==== GIVEN ENTRIES ====
//! High score persistence
//!
//! The only durable state is one integer under [`HIGH_SCORE_KEY`]. Backends
//! report problems through [`PersistenceError`] internally, but the
//! [`HighScoreStore`] surface is infallible: a missing or corrupt value reads
//! as 0 and a failed write is logged and forgotten.

#[cfg(not(target_arch = "wasm32"))]
mod file;
#[cfg(target_arch = "wasm32")]
mod local_storage;

#[cfg(not(target_arch = "wasm32"))]
pub use file::FileStore;
#[cfg(target_arch = "wasm32")]
pub use local_storage::LocalStorageStore;

pub use crate::consts::HIGH_SCORE_KEY;

/// Why a store could not read or write
#[derive(Debug, thiserror::Error)]
pub enum PersistenceError {
    #[error("storage unavailable: {0}")]
    Unavailable(String),
    #[error("i/o error: {0}")]
    Io(#[from] std::io::Error),
    #[error("stored value {0:?} is not a score")]
    Parse(String),
}

/// Durable single-integer high score
pub trait HighScoreStore {
    /// Stored high score, 0 if absent or unreadable
    fn load_high_score(&self) -> u32;
    /// Persist a new high score; failures are swallowed
    fn save_high_score(&mut self, score: u32);
}

/// Parse a stored value. Absent reads as 0; anything non-numeric is an error.
pub fn parse_score(raw: Option<&str>) -> Result<u32, PersistenceError> {
    match raw.map(str::trim) {
        None | Some("") => Ok(0),
        Some(text) => text
            .parse::<u32>()
            .map_err(|_| PersistenceError::Parse(text.to_string())),
    }
}

/// Collapse a load result to a score, logging failures
pub fn score_or_default(result: Result<u32, PersistenceError>) -> u32 {
    result.unwrap_or_else(|e| {
        log::warn!("Ignoring stored high score: {}", e);
        0
    })
}

/// Volatile store for tests and sessions without storage
#[derive(Debug, Clone, Default)]
pub struct MemoryStore {
    value: Option<String>,
    /// Number of writes, for inspection
    pub saves: u32,
}

impl MemoryStore {
    pub fn new() -> Self {
        Self::default()
    }

    /// Store pre-filled with a raw value, as if written by an earlier session
    pub fn with_raw(raw: &str) -> Self {
        Self {
            value: Some(raw.to_string()),
            saves: 0,
        }
    }

    pub fn raw(&self) -> Option<&str> {
        self.value.as_deref()
    }
}

impl HighScoreStore for MemoryStore {
    fn load_high_score(&self) -> u32 {
        score_or_default(parse_score(self.raw()))
    }

    fn save_high_score(&mut self, score: u32) {
        self.value = Some(score.to_string());
        self.saves += 1;
    }
}
//! Presentation adapter
//!
//! [`Game`] owns a [`GameSession`] plus everything around it that is not
//! gameplay: particles, stars, settings and the high score store. Platform
//! front ends call [`Game::boost`] for each input and [`Game::frame`] once per
//! display frame, then draw [`Game::snapshot`].

use glam::Vec2;

use crate::fx::{ParticleSystem, Starfield};
use crate::highscores::HighScoreGateway;
use crate::persistence::HighScoreStore;
use crate::render::RenderSnapshot;
use crate::settings::Settings;
use crate::sim::{self, GameSession, SimEvent, Tuning};

/// Game instance holding all state
pub struct Game<S: HighScoreStore> {
    pub session: GameSession,
    pub particles: ParticleSystem,
    pub stars: Starfield,
    settings: Settings,
    scores: HighScoreGateway<S>,
}

impl<S: HighScoreStore> Game<S> {
    pub fn new(seed: u64, store: S, settings: Settings) -> Self {
        Self::with_tuning(seed, store, settings, Tuning::default())
    }

    pub fn with_tuning(seed: u64, store: S, settings: Settings, tuning: Tuning) -> Self {
        let scores = HighScoreGateway::load(store);
        let bounds = Vec2::new(tuning.world_width, tuning.world_height);
        let session = GameSession::with_tuning(seed, scores.high_score(), tuning);
        log::info!("Game initialized with seed: {}", seed);

        Self {
            session,
            particles: ParticleSystem::new(seed, settings.max_particles()),
            stars: Starfield::new(seed, bounds, settings.quality.star_count()),
            settings,
            scores,
        }
    }

    pub fn settings(&self) -> &Settings {
        &self.settings
    }

    pub fn set_settings(&mut self, settings: Settings) {
        self.particles.set_max_particles(settings.max_particles());
        if settings.quality.star_count() != self.stars.stars.len() {
            self.stars.reseed(settings.quality.star_count());
        }
        self.settings = settings;
    }

    pub fn scores(&self) -> &HighScoreGateway<S> {
        &self.scores
    }

    /// One boost input
    pub fn boost(&mut self) -> Vec<SimEvent> {
        let events = sim::handle_boost(&mut self.session);
        self.dispatch(&events);
        events
    }

    /// One display frame: scroll the background, step the simulation, age particles
    pub fn frame(&mut self) -> Vec<SimEvent> {
        self.stars.update();
        let events = sim::advance(&mut self.session);
        self.dispatch(&events);
        self.particles.update();
        events
    }

    fn dispatch(&mut self, events: &[SimEvent]) {
        for event in events {
            self.scores.observe(event);
            match *event {
                SimEvent::Reset => {
                    self.particles.clear();
                    self.stars.reseed(self.settings.quality.star_count());
                }
                SimEvent::ParticlesSpawned { kind, x, y, count } => {
                    self.particles.spawn(kind, Vec2::new(x, y), count);
                }
                SimEvent::HighScoreChanged { high_score } => {
                    log::info!("New high score: {}", high_score);
                }
                _ => {}
            }
        }
    }

    /// Borrowed view of the current frame for a render sink
    pub fn snapshot(&self) -> RenderSnapshot<'_> {
        let session = &self.session;
        RenderSnapshot {
            tuning: &session.tuning,
            status: session.status,
            player: session.player,
            obstacles: &session.obstacles,
            particles: &self.particles.particles,
            stars: &self.stars.stars,
            score: session.score,
            high_score: session.high_score,
            difficulty: sim::difficulty_label(session.score),
            last_run: session.last_run,
            frame: session.frame_count,
        }
    }
}

#[cfg(test)]
mod tests {
    use super::*;
    use crate::persistence::MemoryStore;
    use crate::sim::{GameStatus, Obstacle, Player, autopilot};

    fn game(store: MemoryStore) -> Game<MemoryStore> {
        Game::new(77, store, Settings::default())
    }

    #[test]
    fn test_loads_high_score_from_store() {
        let game = game(MemoryStore::with_raw("12"));
        assert_eq!(game.session.high_score, 12);
        assert_eq!(game.snapshot().high_score, 12);
    }

    #[test]
    fn test_corrupt_store_starts_at_zero() {
        let game = game(MemoryStore::with_raw("NaN"));
        assert_eq!(game.session.high_score, 0);
    }

    #[test]
    fn test_boost_spawns_particles() {
        let mut game = game(MemoryStore::new());
        game.boost();
        assert!(game.particles.is_empty());
        game.boost();
        assert_eq!(game.particles.len(), 5);
    }

    #[test]
    fn test_stars_scroll_while_frozen() {
        let mut game = game(MemoryStore::new());
        let before = game.stars.stars.clone();
        game.frame();
        assert_eq!(game.session.status, GameStatus::Start);
        assert_ne!(game.stars.stars, before);
    }

    #[test]
    fn test_new_high_score_is_persisted() {
        let mut game = game(MemoryStore::with_raw("2"));
        game.boost();
        game.boost();
        game.session.score = 2;
        game.session.obstacles.push(Obstacle::new(61.0, 300.0, 180.0, 3.0));

        game.frame();
        assert_eq!(game.session.high_score, 3);
        assert_eq!(game.scores().store().raw(), Some("3"));
        assert_eq!(game.scores().high_score(), 3);
    }

    #[test]
    fn test_crash_explodes_and_reset_clears() {
        let mut game = game(MemoryStore::new());
        game.boost();
        game.boost();
        game.session.player = Player { y: 14.0, velocity: 0.0 };

        game.frame();
        assert_eq!(game.session.status, GameStatus::GameOver);
        assert!(game.particles.len() >= 30);
        assert!(!game.snapshot().ship_visible());

        game.boost();
        assert_eq!(game.session.status, GameStatus::Waiting);
        assert!(game.particles.is_empty());
    }

    #[test]
    fn test_particles_disabled_by_settings() {
        let settings = Settings {
            particles: false,
            ..Settings::default()
        };
        let mut game = Game::new(1, MemoryStore::new(), settings);
        game.boost();
        game.boost();
        assert!(game.particles.is_empty());
    }

    #[test]
    fn test_high_score_survives_runs() {
        let mut game = game(MemoryStore::new());
        let mut best = 0;
        for _ in 0..4000 {
            if autopilot::wants_boost(&game.session) || game.session.status == GameStatus::GameOver {
                game.boost();
            }
            for event in game.frame() {
                if let SimEvent::GameOver { summary, .. } = event {
                    best = best.max(summary.final_score);
                }
            }
            // Force a crash now and then so several runs happen
            if game.session.frame_count == 700 {
                game.session.player.y = 1.0;
            }
        }
        let best = best.max(game.session.score);
        assert_eq!(game.session.high_score, best);
        assert_eq!(game.scores().store().load_high_score(), best);
    }
}
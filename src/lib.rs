//! Neon Boost - a one-button neon arcade game
//!
//! Core modules:
//! - `sim`: Deterministic simulation (physics, obstacles, game state)
//! - `fx`: Cosmetic particles and starfield
//! - `render`: Render snapshot, sink trait, HUD and canvas drawing
//! - `persistence`: Single-integer high score stores
//! - `highscores`: Scoring gateway between the simulation and a store
//! - `game`: Presentation adapter that wires all of the above per frame

pub mod fx;
pub mod game;
pub mod highscores;
pub mod persistence;
pub mod render;
pub mod settings;
pub mod sim;

pub use game::Game;
pub use highscores::HighScoreGateway;
pub use settings::{QualityPreset, Settings};

/// Game configuration constants
pub mod consts {
    /// World (canvas) dimensions in pixels
    pub const WORLD_WIDTH: f32 = 800.0;
    pub const WORLD_HEIGHT: f32 = 600.0;

    /// Fixed horizontal position of the ship
    pub const PLAYER_X: f32 = 120.0;
    /// Drawn ship size; horizontal hit radius is half, vertical is a third
    pub const PLAYER_SIZE: f32 = 30.0;

    /// Downward acceleration (pixels/frame²)
    pub const GRAVITY: f32 = 0.35;
    /// Vertical velocity assigned by a boost (pixels/frame, negative is up)
    pub const BOOST_POWER: f32 = -8.0;

    /// Obstacle geometry
    pub const OBSTACLE_WIDTH: f32 = 60.0;
    pub const BASE_GAP_HEIGHT: f32 = 180.0;
    pub const MIN_GAP_HEIGHT: f32 = 120.0;
    /// Shrink of the gap per difficulty tier step
    pub const GAP_SHRINK_PER_TIER: f32 = 10.0;
    /// Gaps never come closer than this to the top/bottom edge
    pub const GAP_MARGIN: f32 = 50.0;

    /// Obstacle speed (pixels/frame)
    pub const BASE_OBSTACLE_SPEED: f32 = 3.0;
    pub const MAX_OBSTACLE_SPEED: f32 = 7.0;
    pub const SPEED_GAIN_PER_TIER: f32 = 0.5;

    /// Horizontal distance the newest obstacle travels before the next spawns
    pub const SPAWN_SPACING: f32 = 300.0;

    /// Difficulty steps up every this many points
    pub const POINTS_PER_DIFFICULTY_STEP: u32 = 5;
    pub const DIFFICULTY_STEP: f32 = 0.2;

    /// Cosmetic effect constants
    pub const STAR_COUNT: usize = 100;
    pub const BOOST_PARTICLES: u32 = 5;
    pub const EXPLOSION_PARTICLES: u32 = 30;
    /// A trail particle is emitted every N playing frames
    pub const TRAIL_INTERVAL: u64 = 2;
    pub const GRID_SPACING: f32 = 50.0;
    pub const GRID_SCROLL_SPEED: u64 = 2;

    /// Storage key for the persisted high score
    pub const HIGH_SCORE_KEY: &str = "neonBoostHighScore";
}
====
EXERCISE GOAL: Write down only the number of lines that contain the string "velocity" in the listing.

ANSWER SPACE: 2